[Assignment]: Print every line below. Match each one exactly.

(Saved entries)
use anyhow::Result;
use opentelemetry::{trace::TracerProvider, KeyValue};
use opentelemetry_appender_tracing::layer::OpenTelemetryTracingBridge;
use opentelemetry_otlp::{LogExporter, SpanExporter, WithExportConfig};
use opentelemetry_sdk::{
    logs::{BatchLogProcessor, LoggerProvider},
    propagation::TraceContextPropagator,
    runtime,
    trace::{RandomIdGenerator, Sampler, TracerProvider as SdkTracerProvider},
    Resource,
};
use tracing_subscriber::{layer::SubscriberExt, util::SubscriberInitExt, EnvFilter};

use super::{TelemetryConfig, TelemetryProviders};

/// Install the global tracing subscriber.
///
/// Logs are always written to stdout as JSON. With OTEL enabled, spans and
/// log events are additionally exported over OTLP/gRPC and the returned
/// providers must be handed to [`shutdown_telemetry`] on exit.
pub fn init_telemetry(config: &TelemetryConfig) -> Result<Option<TelemetryProviders>> {
    let env_filter =
        EnvFilter::try_from_default_env().unwrap_or_else(|_| EnvFilter::new(&config.log_level));

    if !config.otel_enabled {
        tracing_subscriber::registry()
            .with(env_filter)
            .with(
                tracing_subscriber::fmt::layer()
                    .json()
                    .with_span_list(true)
                    .with_current_span(true),
            )
            .init();
        return Ok(None);
    }

    opentelemetry::global::set_text_map_propagator(TraceContextPropagator::new());

    let resource = Resource::new(vec![KeyValue::new(
        opentelemetry_semantic_conventions::resource::SERVICE_NAME,
        config.service_name.clone(),
    )]);

    let span_exporter = SpanExporter::builder()
        .with_tonic()
        .with_endpoint(&config.otel_endpoint)
        .build()?;
    let tracer_provider = SdkTracerProvider::builder()
        .with_batch_exporter(span_exporter, runtime::Tokio)
        .with_sampler(Sampler::AlwaysOn)
        .with_id_generator(RandomIdGenerator::default())
        .with_resource(resource.clone())
        .build();

    let log_exporter = LogExporter::builder()
        .with_tonic()
        .with_endpoint(&config.otel_endpoint)
        .build()?;
    let logger_provider = LoggerProvider::builder()
        .with_log_processor(BatchLogProcessor::builder(log_exporter, runtime::Tokio).build())
        .with_resource(resource)
        .build();

    let tracer = tracer_provider.tracer(config.service_name.clone());

    // OTel span layer goes before the log bridge so log records see the span context
    tracing_subscriber::registry()
        .with(env_filter)
        .with(tracing_opentelemetry::layer().with_tracer(tracer))
        .with(OpenTelemetryTracingBridge::new(&logger_provider))
        .with(
            tracing_subscriber::fmt::layer()
                .json()
                .with_span_list(true)
                .with_current_span(true),
        )
        .init();

    Ok(Some(TelemetryProviders {
        tracer_provider,
        logger_provider,
    }))
}

/// Flush and stop the OTLP exporters, if any were started
pub fn shutdown_telemetry(providers: Option<TelemetryProviders>) {
    let Some(providers) = providers else {
        return;
    };
    if let Err(e) = providers.tracer_provider.shutdown() {
        eprintln!("Error shutting down tracer provider: {:?}", e);
    }
    if let Err(e) = providers.logger_provider.shutdown() {
        eprintln!("Error shutting down logger provider: {:?}", e);
    }
}
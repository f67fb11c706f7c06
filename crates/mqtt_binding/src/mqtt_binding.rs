use crate::domain::{MeasurementConfig, MeasurementService};
use crate::mqtt::{ListenerState, MqttListener, MqttListenerConfig};
use common::domain::{ContextBrokerClient, DeviceRegistry};
use std::sync::Arc;
use tokio::sync::watch;
use tokio_util::sync::CancellationToken;
use tracing::debug;

pub struct MqttBindingConfig {
    pub listener: MqttListenerConfig,
    pub measurement: MeasurementConfig,
}

/// Southbound MQTT transport wired to the measure pipeline
pub struct MqttBinding {
    listener: MqttListener,
}

impl MqttBinding {
    pub fn new(
        registry: Arc<dyn DeviceRegistry>,
        broker: Arc<dyn ContextBrokerClient>,
        config: MqttBindingConfig,
    ) -> Self {
        debug!("initializing MQTT binding module");

        let service = Arc::new(MeasurementService::new(
            registry,
            broker,
            config.measurement,
        ));
        let listener = MqttListener::new(config.listener, service);

        Self { listener }
    }

    pub fn state(&self) -> watch::Receiver<ListenerState> {
        self.listener.state()
    }

    #[allow(clippy::type_complexity)]
    pub fn into_runner_process(
        self,
    ) -> Box<
        dyn FnOnce(
                CancellationToken,
            ) -> std::pin::Pin<
                Box<dyn std::future::Future<Output = anyhow::Result<()>> + Send>,
            > + Send,
    > {
        Box::new({
            let listener = self.listener;
            move |ctx| Box::pin(async move { Ok(listener.run(ctx).await?) })
        })
    }
}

[Answer space]:
use anyhow::Result;
use opentelemetry::{trace::TracerProvider, KeyValue};
use opentelemetry_appender_tracing::layer::OpenTelemetryTracingBridge;
use opentelemetry_otlp::{LogExporter, SpanExporter, WithExportConfig};
use opentelemetry_sdk::{
    logs::{BatchLogProcessor, LoggerProvider},
    propagation::TraceContextPropagator,
    runtime,
    trace::{RandomIdGenerator, Sampler, TracerProvider as SdkTracerProvider},
    Resource,
};
use tracing_subscriber::{layer::SubscriberExt, util::SubscriberInitExt, EnvFilter};

use super::{TelemetryConfig, TelemetryProviders};

/// Install the global tracing subscriber.
///
/// Logs are always written to stdout as JSON. With OTEL enabled, spans and
/// log events are additionally exported over OTLP/gRPC and the returned
/// providers must be handed to [`shutdown_telemetry`] on exit.
pub fn init_telemetry(config: &TelemetryConfig) -> Result<Option<TelemetryProviders>> {
    let env_filter =
        EnvFilter::try_from_default_env().unwrap_or_else(|_| EnvFilter::new(&config.log_level));

    if !config.otel_enabled {
        tracing_subscriber::registry()
            .with(env_filter)
            .with(
                tracing_subscriber::fmt::layer()
                    .json()
                    .with_span_list(true)
                    .with_current_span(true),
            )
            .init();
        return Ok(None);
    }

    opentelemetry::global::set_text_map_propagator(TraceContextPropagator::new());

    let resource = Resource::new(vec![KeyValue::new(
        opentelemetry_semantic_conventions::resource::SERVICE_NAME,
        config.service_name.clone(),
    )]);

    let span_exporter = SpanExporter::builder()
        .with_tonic()
        .with_endpoint(&config.otel_endpoint)
        .build()?;
    let tracer_provider = SdkTracerProvider::builder()
        .with_batch_exporter(span_exporter, runtime::Tokio)
        .with_sampler(Sampler::AlwaysOn)
        .with_id_generator(RandomIdGenerator::default())
        .with_resource(resource.clone())
        .build();

    let log_exporter = LogExporter::builder()
        .with_tonic()
        .with_endpoint(&config.otel_endpoint)
        .build()?;
    let logger_provider = LoggerProvider::builder()
        .with_log_processor(BatchLogProcessor::builder(log_exporter, runtime::Tokio).build())
        .with_resource(resource)
        .build();

    let tracer = tracer_provider.tracer(config.service_name.clone());

    // OTel span layer goes before the log bridge so log records see the span context
    tracing_subscriber::registry()
        .with(env_filter)
        .with(tracing_opentelemetry::layer().with_tracer(tracer))
        .with(OpenTelemetryTracingBridge::new(&logger_provider))
        .with(
            tracing_subscriber::fmt::layer()
                .json()
                .with_span_list(true)
                .with_current_span(true),
        )
        .init();

    Ok(Some(TelemetryProviders {
        tracer_provider,
        logger_provider,
    }))
}

/// Flush and stop the OTLP exporters, if any were started
pub fn shutdown_telemetry(providers: Option<TelemetryProviders>) {
    let Some(providers) = providers else {
        return;
    };
    if let Err(e) = providers.tracer_provider.shutdown() {
        eprintln!("Error shutting down tracer provider: {:?}", e);
    }
    if let Err(e) = providers.logger_provider.shutdown() {
        eprintln!("Error shutting down logger provider: {:?}", e);
    }
}
repository f67fb11c706f7c06
filename crates/mqtt_binding/src/mqtt_binding.rs
use crate::domain::{MeasurementConfig, MeasurementService};
use crate::mqtt::{ListenerState, MqttListener, MqttListenerConfig};
use common::domain::{ContextBrokerClient, DeviceRegistry};
use std::sync::Arc;
use tokio::sync::watch;
use tokio_util::sync::CancellationToken;
use tracing::debug;

pub struct MqttBindingConfig {
    pub listener: MqttListenerConfig,
    pub measurement: MeasurementConfig,
}

/// Southbound MQTT transport wired to the measure pipeline
pub struct MqttBinding {
    listener: MqttListener,
}

impl MqttBinding {
    pub fn new(
        registry: Arc<dyn DeviceRegistry>,
        broker: Arc<dyn ContextBrokerClient>,
        config: MqttBindingConfig,
    ) -> Self {
        debug!("initializing MQTT binding module");

        let service = Arc::new(MeasurementService::new(
            registry,
            broker,
            config.measurement,
        ));
        let listener = MqttListener::new(config.listener, service);

        Self { listener }
    }

    pub fn state(&self) -> watch::Receiver<ListenerState> {
        self.listener.state()
    }

    #[allow(clippy::type_complexity)]
    pub fn into_runner_process(
        self,
    ) -> Box<
        dyn FnOnce(
                CancellationToken,
            ) -> std::pin::Pin<
                Box<dyn std::future::Future<Output = anyhow::Result<()>> + Send>,
            > + Send,
    > {
        Box::new({
            let listener = self.listener;
            move |ctx| Box::pin(async move { Ok(listener.run(ctx).await?) })
        })
    }
}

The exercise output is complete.